Data in this exercise:
========================================================================
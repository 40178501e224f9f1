// This Source Code Form is subject to the terms of the Mozilla Public
// License, v. 2.0. If a copy of the MPL was not distributed with this
// file, You can obtain one at http://mozilla.org/MPL/2.0/.

//! The pass scheduler.
//!
//! A render is a sequence of passes.  Each pass visits every pixel
//! once, takes one jittered sample inside it, runs the formula to
//! completion there, and adds the resulting linear-light color into
//! that pixel's slot of the accumulator.  When all passes are done the
//! accumulator is divided by the pass count and encoded for output.
//!
//! Within a pass, rows are handed out to worker threads one at a time
//! from a shared queue.  Each row is a disjoint `&mut` slice of the
//! accumulator, so two workers can never touch the same pixel, and the
//! crossbeam scope ends (joining every worker) before the next pass
//! begins.

use color::{Color, ColorMapper, Gradient};
use crossbeam;
use error::RenderError;
use fractal::{escape, Fractal};
use num_cpus;
use planes::{PlaneMapper, RenderConfig};
use sampling::Jitter;
use std::sync::atomic::{AtomicBool, AtomicUsize, Ordering};
use std::sync::Mutex;
use std::time::Instant;

/// Where an accumulator is in its life.
#[derive(Copy, Clone, Debug, PartialEq)]
pub enum RenderState {
    /// No pass has started.
    Pending,
    /// Passes are under way; the value is the next pass to run.
    Running(u32),
    /// Every pass has been accumulated.
    Done,
    /// A worker panicked part-way through this pass, leaving some rows
    /// added to and some not.  Nothing more can be run or finished.
    Failed(u32),
}

/// One running sum of linear-light color per pixel, row-major.
pub struct Accumulator {
    width: usize,
    height: usize,
    total: u32,
    state: RenderState,
    sums: Vec<Color>,
}

impl Accumulator {
    /// A zeroed buffer for `total` passes over a `width` x `height`
    /// image.
    pub fn new(width: usize, height: usize, total: u32) -> Result<Self, RenderError> {
        if width == 0 || height == 0 {
            return Err(RenderError::InvalidDimensions { width, height });
        }
        if total == 0 {
            return Err(RenderError::InvalidPassCount);
        }
        Ok(Accumulator {
            width,
            height,
            total,
            state: RenderState::Pending,
            sums: vec![Color::black(); width * height],
        })
    }

    /// The current state.
    pub fn state(&self) -> RenderState {
        self.state
    }

    /// Passes accumulated so far.
    pub fn completed(&self) -> u32 {
        match self.state {
            RenderState::Pending => 0,
            RenderState::Running(pass) | RenderState::Failed(pass) => pass,
            RenderState::Done => self.total,
        }
    }

    /// The raw sums, for inspection.
    pub fn sums(&self) -> &[Color] {
        &self.sums
    }

    /// Run the next pass.  `sample(pass, x, y)` produces the color to
    /// add for pixel (x, y); it is called from `threads` workers at
    /// once, each working through whole rows.  Returns the pass index
    /// that was run.
    ///
    /// A finished accumulator refuses with `AllPassesRun`.  If a worker
    /// panics the accumulator moves to `Failed` and every later call
    /// returns `WorkerPanicked`.
    pub fn run_pass<F>(&mut self, threads: usize, sample: F) -> Result<u32, RenderError>
    where
        F: Fn(u32, usize, usize) -> Color + Sync,
    {
        let pass = match self.state {
            RenderState::Pending => 0,
            RenderState::Running(pass) => pass,
            RenderState::Done => return Err(RenderError::AllPassesRun(self.total)),
            RenderState::Failed(pass) => return Err(RenderError::WorkerPanicked(pass)),
        };
        let width = self.width;
        let workers = threads.max(1).min(self.height);
        let outcome = {
            let rows = Mutex::new(self.sums.chunks_mut(width).enumerate());
            let rows = &rows;
            let sample = &sample;
            let scoped = crossbeam::scope(|spawner| {
                for _ in 0..workers {
                    spawner.spawn(move |_| loop {
                        let row = match rows.lock() {
                            Ok(mut rows) => rows.next(),
                            Err(_) => None,
                        };
                        match row {
                            Some((y, row)) => {
                                for (x, slot) in row.iter_mut().enumerate() {
                                    *slot += sample(pass, x, y);
                                }
                            }
                            None => break,
                        }
                    });
                }
            });
            scoped
        };
        if outcome.is_err() {
            self.state = RenderState::Failed(pass);
            return Err(RenderError::WorkerPanicked(pass));
        }
        self.state = if pass + 1 >= self.total {
            RenderState::Done
        } else {
            RenderState::Running(pass + 1)
        };
        Ok(pass)
    }

    /// Average what has been accumulated and encode it.  Works on a
    /// partial render too, averaging over the passes that did run, but
    /// not on one where a pass failed.
    pub fn finish(self) -> Result<Image, RenderError> {
        if let RenderState::Failed(pass) = self.state {
            return Err(RenderError::WorkerPanicked(pass));
        }
        let passes = f64::from(self.completed().max(1));
        Ok(Image {
            width: self.width,
            height: self.height,
            pixels: self
                .sums
                .into_iter()
                .map(|sum| (sum / passes).to_encoded())
                .collect(),
        })
    }
}
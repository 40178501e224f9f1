// This Source Code Form is subject to the terms of the Mozilla Public
// License, v. 2.0. If a copy of the MPL was not distributed with this
// file, You can obtain one at http://mozilla.org/MPL/2.0/.

//! The handful of complex-number operations the formulas need on top
//! of `num::Complex`.  The arithmetic itself is `num`'s; what lives
//! here are the powers, which the formulas call once per iteration and
//! so are written for speed rather than generality.

use num::Complex;

/// All of the rendering happens in double precision.
pub type Complex64 = Complex<f64>;

/// The multiplicative identity.
#[inline]
pub fn one() -> Complex64 {
    Complex64::new(1.0, 0.0)
}

/// `z * z`, written out so that the imaginary part is a single
/// multiplication.
#[inline]
pub fn sqr(z: Complex64) -> Complex64 {
    Complex64::new(z.re * z.re - z.im * z.im, 2.0 * z.re * z.im)
}

/// Component-wise absolute value; the "burning ship" fold.
#[inline]
pub fn abs_parts(z: Complex64) -> Complex64 {
    Complex64::new(z.re.abs(), z.im.abs())
}

/// True when both components are finite.  An iterate that fails this
/// has escaped as far as we are concerned.
#[inline]
pub fn is_finite(z: Complex64) -> bool {
    z.re.is_finite() && z.im.is_finite()
}

/// Raise `z` to an integer power.  The common small exponents are
/// spelled out as chains of squarings; anything larger falls back to
/// square-and-multiply.  Negative exponents invert the result.
pub fn ipow(z: Complex64, n: i32) -> Complex64 {
    let p = match n.unsigned_abs() {
        0 => return one(),
        1 => z,
        2 => sqr(z),
        3 => sqr(z) * z,
        4 => sqr(sqr(z)),
        5 => sqr(sqr(z)) * z,
        6 => sqr(sqr(z) * z),
        7 => sqr(sqr(z) * z) * z,
        8 => sqr(sqr(sqr(z))),
        mut k => {
            let mut base = z;
            let mut acc = one();
            while k > 0 {
                if k & 1 == 1 {
                    acc = acc * base;
                }
                base = sqr(base);
                k >>= 1;
            }
            acc
        }
    };
    if n < 0 {
        p.inv()
    } else {
        p
    }
}

/// Raise `z` to a real power through the polar form,
/// `|z|^x * (cos(x arg z), sin(x arg z))`.
pub fn fpow(z: Complex64, x: f64) -> Complex64 {
    let r2 = z.norm_sqr();
    let phi = z.arg();
    Complex64::new((x * phi).cos(), (x * phi).sin()) * r2.powf(x * 0.5)
}

/// The exponent of a power recurrence.  Whole numbers go through
/// `ipow`; anything else through the polar form.
#[derive(Copy, Clone, Debug, PartialEq)]
pub enum Power {
    /// A whole exponent.
    Integer(i32),
    /// A fractional exponent.
    Real(f64),
}

impl Power {
    /// Pick the cheapest representation of `x`: a real that happens to
    /// be a whole number within `i32` becomes `Integer`.
    pub fn from_real(x: f64) -> Power {
        if x.fract() == 0.0 && x >= f64::from(i32::min_value()) && x <= f64::from(i32::max_value())
        {
            Power::Integer(x as i32)
        } else {
            Power::Real(x)
        }
    }

    /// `z` raised to this power.
    #[inline]
    pub fn apply(self, z: Complex64) -> Complex64 {
        match self {
            Power::Integer(n) => ipow(z, n),
            Power::Real(x) => fpow(z, x),
        }
    }
}
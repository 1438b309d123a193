//! Classifiers for the swing-outcome model
//!
//! All models share the [`Classifier`] trait and operate on the dense
//! matrix produced by the preprocessing stage. Class order is always the
//! sorted set of training labels, which fixes the column order of every
//! probability matrix.

mod boosting;
mod forest;
mod hist;
mod logistic;
mod tree;

pub use boosting::GradientBoostingClassifier;
pub use forest::RandomForestClassifier;
pub use hist::HistGradientBoostingClassifier;
pub use logistic::LogisticRegression;

use crate::error::{MetricsError, Result};
use ndarray::{Array2, ArrayViewMut1};
use serde::{Deserialize, Serialize};
use std::collections::BTreeSet;
use std::fmt;
use std::str::FromStr;

/// A fit/predict model over dense features
pub trait Classifier: Send + Sync {
    /// Model name for logging
    fn name(&self) -> &'static str;

    fn fit(&mut self, x: &Array2<f64>, y: &[String]) -> Result<()>;

    /// Classes seen during fit, sorted; empty before fit
    fn classes(&self) -> &[String];

    /// One row per sample, one column per class
    fn predict_proba(&self, x: &Array2<f64>) -> Result<Array2<f64>>;

    fn predict(&self, x: &Array2<f64>) -> Result<Vec<String>> {
        let proba = self.predict_proba(x)?;
        let classes = self.classes();
        Ok(proba
            .rows()
            .into_iter()
            .map(|row| {
                let best = row
                    .iter()
                    .enumerate()
                    .fold((0, f64::NEG_INFINITY), |acc, (i, &p)| if p > acc.1 { (i, p) } else { acc })
                    .0;
                classes[best].clone()
            })
            .collect())
    }

    /// Fraction of exact label matches
    fn score(&self, x: &Array2<f64>, y: &[String]) -> Result<f64> {
        let predicted = self.predict(x)?;
        accuracy(&predicted, y)
    }
}

/// Supported model families
#[derive(Debug, Clone, Copy, PartialEq, Eq, Serialize, Deserialize)]
#[serde(rename_all = "snake_case")]
pub enum ModelType {
    LogisticRegression,
    RandomForest,
    GradientBoosting,
    HistGradientBoosting,
}

impl ModelType {
    pub const ALL: [ModelType; 4] = [
        ModelType::LogisticRegression,
        ModelType::RandomForest,
        ModelType::GradientBoosting,
        ModelType::HistGradientBoosting,
    ];

    pub fn as_str(&self) -> &'static str {
        match self {
            ModelType::LogisticRegression => "logistic_regression",
            ModelType::RandomForest => "random_forest",
            ModelType::GradientBoosting => "gradient_boosting",
            ModelType::HistGradientBoosting => "hist_gradient_boosting",
        }
    }

    /// Unfitted classifier with default hyperparameters
    pub fn build(&self, seed: u64) -> Box<dyn Classifier> {
        match self {
            ModelType::LogisticRegression => Box::new(LogisticRegression::new()),
            ModelType::RandomForest => Box::new(RandomForestClassifier::new(seed)),
            ModelType::GradientBoosting => Box::new(GradientBoostingClassifier::new(seed)),
            ModelType::HistGradientBoosting => Box::new(HistGradientBoostingClassifier::new()),
        }
    }
}

impl FromStr for ModelType {
    type Err = MetricsError;

    fn from_str(s: &str) -> Result<Self> {
        ModelType::ALL
            .iter()
            .find(|m| m.as_str() == s)
            .copied()
            .ok_or_else(|| {
                MetricsError::invalid_input(format!(
                    "invalid model type: '{}'. Expected one of: {}",
                    s,
                    ModelType::ALL.map(|m| m.as_str()).join(", ")
                ))
            })
    }
}

impl fmt::Display for ModelType {
    fn fmt(&self, f: &mut fmt::Formatter<'_>) -> fmt::Result {
        f.write_str(self.as_str())
    }
}

/// Fraction of positions where `predicted` equals `truth`
pub fn accuracy(predicted: &[String], truth: &[String]) -> Result<f64> {
    if predicted.len() != truth.len() {
        return Err(MetricsError::invalid_input(format!(
            "Got {} predictions for {} labels",
            predicted.len(),
            truth.len()
        )));
    }
    if truth.is_empty() {
        return Err(MetricsError::data_quality("Cannot score an empty set"));
    }
    let hits = predicted.iter().zip(truth).filter(|(p, t)| p == t).count();
    Ok(hits as f64 / truth.len() as f64)
}

/// Sorted class list plus the index of each label in it
#[derive(Debug, Clone, Default)]
pub(crate) struct LabelEncoder {
    classes: Vec<String>,
}

impl LabelEncoder {
    pub fn fit(y: &[String]) -> Result<(Self, Vec<usize>)> {
        let classes: Vec<String> = y
            .iter()
            .cloned()
            .collect::<BTreeSet<_>>()
            .into_iter()
            .collect();
        if classes.len() < 2 {
            return Err(MetricsError::data_quality(format!(
                "Need at least 2 classes to train a classifier, got {}",
                classes.len()
            )));
        }
        let encoded = y
            .iter()
            .map(|label| classes.binary_search(label).unwrap_or_default())
            .collect();
        Ok((Self { classes }, encoded))
    }

    pub fn classes(&self) -> &[String] {
        &self.classes
    }

    pub fn len(&self) -> usize {
        self.classes.len()
    }
}

/// Shared shape checks for fit inputs
pub(crate) fn check_training_input(x: &Array2<f64>, y: &[String]) -> Result<()> {
    if x.nrows() != y.len() {
        return Err(MetricsError::invalid_input(format!(
            "Feature matrix has {} rows but {} labels were given",
            x.nrows(),
            y.len()
        )));
    }
    if x.nrows() == 0 {
        return Err(MetricsError::data_quality("Cannot fit on zero rows"));
    }
    Ok(())
}

/// Shared shape checks for inference inputs
pub(crate) fn check_fitted(name: &str, n_features: Option<usize>, x: &Array2<f64>) -> Result<()> {
    match n_features {
        None => Err(MetricsError::Unexpected(format!("{} has not been fitted", name))),
        Some(n) if n != x.ncols() => Err(MetricsError::invalid_input(format!(
            "{} was fitted on {} features, got {}",
            name,
            n,
            x.ncols()
        ))),
        Some(_) => Ok(()),
    }
}

/// One-hot target matrix for encoded labels
pub(crate) fn one_hot(y: &[usize], n_classes: usize) -> Array2<f64> {
    let mut out = Array2::zeros((y.len(), n_classes));
    for (i, &k) in y.iter().enumerate() {
        out[[i, k]] = 1.0;
    }
    out
}

/// Numerically stable in-place softmax
pub(crate) fn softmax(mut row: ArrayViewMut1<f64>) {
    let max = row.fold(f64::NEG_INFINITY, |m, &v| m.max(v));
    row.mapv_inplace(|v| (v - max).exp());
    let sum = row.sum();
    row /= sum;
}

/// Softmax over each row of raw scores
pub(crate) fn softmax_rows(mut scores: Array2<f64>) -> Array2<f64> {
    for row in scores.rows_mut() {
        softmax(row);
    }
    scores
}

/// Log class priors, the starting raw score of the boosting models
pub(crate) fn log_priors(y: &[usize], n_classes: usize) -> Vec<f64> {
    let mut counts = vec![0.0; n_classes];
    for &k in y {
        counts[k] += 1.0;
    }
    let n = y.len() as f64;
    counts
        .into_iter()
        .map(|c| (c / n).max(f64::MIN_POSITIVE).ln())
        .collect()
}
========================================================================
Which lines above include the string "height"? Show them.

Solution below:
    height: usize,
    /// A zeroed buffer for `total` passes over a `width` x `height`
    pub fn new(width: usize, height: usize, total: u32) -> Result<Self, RenderError> {
        if width == 0 || height == 0 {
            return Err(RenderError::InvalidDimensions { width, height });
            height,
            sums: vec![Color::black(); width * height],
        let workers = threads.max(1).min(self.height);
            height: self.height,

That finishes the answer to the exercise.